• _MATERIAL FOR THIS EXERCISE_
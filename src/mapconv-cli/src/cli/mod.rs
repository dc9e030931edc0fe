//! CLI argument definitions for mapconv
//!
//! This module contains all clap-derived structs and enums for CLI parsing.

mod core;

pub use core::{Cli, Commands};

• _TASK INSTRUCTIONS_
Each line above should be reproduced exactly, with nothing omitted.

• _RESULT BELOW_
filename src/mapconv-cli/src/cli/mod.rs
repository dc9e030931edc0fe
//! CLI argument definitions for mapconv
//!
//! This module contains all clap-derived structs and enums for CLI parsing.

mod core;

pub use core::{Cli, Commands};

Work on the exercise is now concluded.